Um pünktlich zu sein, gings weiter mit dem Bus auf den Schnarrenberg zur Wetterwarte. Hier wurden wir bereits zu einer hoch interessanten Führung erwartet. Wir bekamen erklärt wie die verschiedensten Messungen durchgeführt und verarbeitet werden. Außerdem konnten wir einen Radiosondenaufstiegverfolgen.
Als Radiosonde bezeichnet die Aerologie die Gewinnung von Messwerten (Luftdruck, Lufttemperatur, Luftfeuchte, Wind) mittels einer Radiosonde, die von einem Gasballon bis in Höhen von 35km getragen wird.
Wieder zu Fuß, wanderten wir weiter durch die Weinberge, begleitet von einem der schönsten Ausblicke auf den Stuttgarter Talkessel. Auf unzähligen Stäffele, die es in Stuttgart en masse gibt und weshalb die Stuttgarter auch Stäffelesrutscher genannt werden, gings runter zum Neckar.
Vorbei an einer Hängebrücke, die im Volksmund „Golden Gätle“ genannt wird, lag der Max-Eyth-See vor uns. Die Parkanlagen rund um den See und der See selber, sind das Zuhause von unzähligen Tierarten.

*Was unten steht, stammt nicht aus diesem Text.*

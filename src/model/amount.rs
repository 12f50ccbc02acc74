//! Amount type for handling monetary values coming from the API.
//!
//! The backend sends amounts as JSON numbers, sometimes as numeric strings, and uses `null` where
//! nothing has been recorded. `Amount` accepts all of these and only rounds when it is displayed.

use rust_decimal::prelude::ToPrimitive;
use rust_decimal::{Decimal, RoundingStrategy};
use serde::de::{self, Visitor};
use serde::{Deserialize, Deserializer, Serialize, Serializer};
use std::error::Error;
use std::fmt;
use std::fmt::{Debug, Display, Formatter};
use std::iter::Sum;
use std::ops::{Add, Sub};
use std::str::FromStr;

/// The currency prefix used in rendered documents.
pub const CURRENCY: &str = "Rs.";

/// The number of decimal places used whenever an amount crosses the display boundary.
const DISPLAY_DP: u32 = 2;

/// Represents a monetary amount.
///
/// Equality and ordering are numeric, so `Amount::from_str("5.0")` equals
/// `Amount::from_str("5.00")`.
///
/// # Examples
///
/// ```
/// # use pockit::model::Amount;
/// # use std::str::FromStr;
/// let amount = Amount::from_str("Rs. 1,250.505").unwrap();
/// assert_eq!(amount.to_string(), "1250.51");
/// assert_eq!(amount.rupees(), "Rs. 1250.51");
/// ```
#[derive(Debug, Clone, Copy, PartialEq, Eq, PartialOrd, Ord, Hash, Default)]
pub struct Amount {
    value: Decimal,
}

impl Amount {
    pub const ZERO: Amount = Amount::new(Decimal::ZERO);

    pub const fn new(value: Decimal) -> Self {
        Self { value }
    }

    /// Returns the underlying, unrounded Decimal value.
    pub fn value(&self) -> Decimal {
        self.value
    }

    pub fn is_zero(&self) -> bool {
        self.value.is_zero()
    }

    /// Returns true if the amount is strictly greater than zero.
    pub fn is_positive(&self) -> bool {
        !self.is_zero() && self.value.is_sign_positive()
    }

    /// The amount rounded to two decimal places, midpoints away from zero.
    pub fn rounded(&self) -> Amount {
        let mut value = self
            .value
            .round_dp_with_strategy(DISPLAY_DP, RoundingStrategy::MidpointAwayFromZero);
        value.rescale(DISPLAY_DP);
        Amount::new(value)
    }

    /// `Rs. 1234.50`
    pub fn rupees(&self) -> String {
        format!("{CURRENCY} {self}")
    }

    /// `1,234.50`, for terminal output.
    pub fn with_commas(&self) -> String {
        format_num::format_num!(",.2", self.rounded().value.to_f64().unwrap_or_default())
    }
}

/// An error that can occur when parsing strings into `Amount` values.
pub struct AmountError(rust_decimal::Error);

impl Debug for AmountError {
    fn fmt(&self, f: &mut Formatter<'_>) -> fmt::Result {
        Debug::fmt(&self.0, f)
    }
}

impl Display for AmountError {
    fn fmt(&self, f: &mut Formatter<'_>) -> fmt::Result {
        Display::fmt(&self.0, f)
    }
}

impl std::error::Error for AmountError {
    fn source(&self) -> Option<&(dyn Error + 'static)> {
        Some(&self.0)
    }
}

impl FromStr for Amount {
    type Err = AmountError;

    fn from_str(s: &str) -> Result<Self, Self::Err> {
        let trimmed = s.trim();
        if trimmed.is_empty() {
            return Ok(Amount::default());
        }

        let without_currency = trimmed
            .strip_prefix(CURRENCY)
            .map(str::trim_start)
            .unwrap_or(trimmed);
        let without_commas = without_currency.replace(',', "");

        let value = Decimal::from_str(&without_commas).map_err(AmountError)?;
        Ok(Amount::new(value))
    }
}

impl Display for Amount {
    fn fmt(&self, f: &mut Formatter<'_>) -> fmt::Result {
        write!(f, "{}", self.rounded().value)
    }
}

impl Serialize for Amount {
    fn serialize<S>(&self, serializer: S) -> Result<S::Ok, S::Error>
    where
        S: Serializer,
    {
        serializer.serialize_str(&self.value.to_string())
    }
}

impl<'de> Deserialize<'de> for Amount {
    fn deserialize<D>(deserializer: D) -> Result<Self, D::Error>
    where
        D: Deserializer<'de>,
    {
        deserializer.deserialize_any(AmountVisitor)
    }
}

struct AmountVisitor;

impl<'de> Visitor<'de> for AmountVisitor {
    type Value = Amount;

    fn expecting(&self, f: &mut Formatter<'_>) -> fmt::Result {
        f.write_str("a number, a numeric string or null")
    }

    fn visit_i64<E: de::Error>(self, v: i64) -> Result<Amount, E> {
        Ok(Amount::new(Decimal::from(v)))
    }

    fn visit_u64<E: de::Error>(self, v: u64) -> Result<Amount, E> {
        Ok(Amount::new(Decimal::from(v)))
    }

    fn visit_f64<E: de::Error>(self, v: f64) -> Result<Amount, E> {
        // Display for f64 is the shortest representation that round-trips, so 87.43 stays 87.43.
        Amount::from_str(&v.to_string()).map_err(E::custom)
    }

    fn visit_str<E: de::Error>(self, v: &str) -> Result<Amount, E> {
        Amount::from_str(v).map_err(E::custom)
    }

    fn visit_unit<E: de::Error>(self) -> Result<Amount, E> {
        Ok(Amount::ZERO)
    }

    fn visit_none<E: de::Error>(self) -> Result<Amount, E> {
        Ok(Amount::ZERO)
    }

    fn visit_some<D: Deserializer<'de>>(self, deserializer: D) -> Result<Amount, D::Error> {
        deserializer.deserialize_any(AmountVisitor)
    }
}

impl From<Decimal> for Amount {
    fn from(value: Decimal) -> Self {
        Amount::new(value)
    }
}

impl From<Amount> for Decimal {
    fn from(amount: Amount) -> Self {
        amount.value()
    }
}

impl Add for Amount {
    type Output = Amount;

    fn add(self, rhs: Self) -> Self::Output {
        Amount::new(self.value + rhs.value)
    }
}

impl Sub for Amount {
    type Output = Amount;

    fn sub(self, rhs: Self) -> Self::Output {
        Amount::new(self.value - rhs.value)
    }
}

impl Sum for Amount {
    fn sum<I: Iterator<Item = Self>>(iter: I) -> Self {
        iter.fold(Amount::ZERO, Add::add)
    }
}

impl<'a> Sum<&'a Amount> for Amount {
    fn sum<I: Iterator<Item = &'a Amount>>(iter: I) -> Self {
        iter.copied().sum()
    }
}

#[cfg(test)]
mod tests {
    use super::*;

    fn dec(s: &str) -> Decimal {
        Decimal::from_str(s).unwrap()
    }

    #[test]
    fn test_parse_plain() {
        let amount = Amount::from_str("50.00").unwrap();
        assert_eq!(amount.value(), dec("50.00"));
    }

    #[test]
    fn test_parse_with_currency_and_commas() {
        let amount = Amount::from_str("Rs. 1,234,567.89").unwrap();
        assert_eq!(amount.value(), dec("1234567.89"));
    }

    #[test]
    fn test_parse_empty_string() {
        let amount = Amount::from_str("   ").unwrap();
        assert!(amount.is_zero());
    }

    #[test]
    fn test_parse_garbage() {
        assert!(Amount::from_str("twelve").is_err());
    }

    #[test]
    fn test_display_rounds_to_two_places() {
        assert_eq!(Amount::from_str("10").unwrap().to_string(), "10.00");
        assert_eq!(Amount::from_str("10.005").unwrap().to_string(), "10.01");
        assert_eq!(Amount::from_str("-10.005").unwrap().to_string(), "-10.01");
        assert_eq!(Amount::from_str("3.14159").unwrap().to_string(), "3.14");
    }

    #[test]
    fn test_rupees() {
        let amount = Amount::from_str("87.4").unwrap();
        assert_eq!(amount.rupees(), "Rs. 87.40");
    }

    #[test]
    fn test_with_commas() {
        let amount = Amount::from_str("60000").unwrap();
        assert_eq!(amount.with_commas(), "60,000.00");
    }

    #[test]
    fn test_deserialize_number() {
        let amount: Amount = serde_json::from_str("87.43").unwrap();
        assert_eq!(amount.value(), dec("87.43"));
    }

    #[test]
    fn test_deserialize_integer() {
        let amount: Amount = serde_json::from_str("1500").unwrap();
        assert_eq!(amount.value(), dec("1500"));
    }

    #[test]
    fn test_deserialize_string() {
        let amount: Amount = serde_json::from_str("\"12.50\"").unwrap();
        assert_eq!(amount.value(), dec("12.5"));
    }

    #[test]
    fn test_deserialize_null() {
        let amount: Amount = serde_json::from_str("null").unwrap();
        assert!(amount.is_zero());
    }

    #[test]
    fn test_deserialize_optional_field() {
        #[derive(Deserialize)]
        struct Wrapper {
            #[serde(default)]
            amount: Amount,
        }
        let w: Wrapper = serde_json::from_str(r#"{"amount": null}"#).unwrap();
        assert!(w.amount.is_zero());
        let w: Wrapper = serde_json::from_str(r#"{}"#).unwrap();
        assert!(w.amount.is_zero());
    }

    #[test]
    fn test_numeric_equality() {
        let a = Amount::from_str("5.0").unwrap();
        let b = Amount::from_str("5.00").unwrap();
        assert_eq!(a, b);
    }

    #[test]
    fn test_is_positive() {
        assert!(Amount::from_str("0.01").unwrap().is_positive());
        assert!(!Amount::ZERO.is_positive());
        assert!(!Amount::from_str("-1").unwrap().is_positive());
    }

    #[test]
    fn test_sum() {
        let total: Amount = ["1.10", "2.20", "3.30"]
            .iter()
            .map(|s| Amount::from_str(s).unwrap())
            .sum();
        assert_eq!(total.value(), dec("6.60"));
    }
}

Das nächste Ziel, unseren Endpunkt, den Kurpark von Bad Cannstatt erreichten wir wieder mit Unterstützung, diesmal per Straßenbahn.
Im Kurpark gibt es eine Besonderheit. Der gebürtige Schorndorfer, Gottlieb Daimler wohnte hier mit seiner Frau Emma und vertraute auf die heilenden Kräfte der Mineralquellen. Hier hatte er auch seine Tüftlerwerkstatt in einem Gewächshaus eingerichtet, in dem er zusammen mit Wilhelm Maybach den ersten schnelllaufenden Benzinmotor entwickelte. Der dem Dreigestirn des Mercedessternes entsprechend, zu Land, zu Luft und zu Wasser eingesetzt werden konnte. Eine Folge dessen: Das erste Auto war geboren!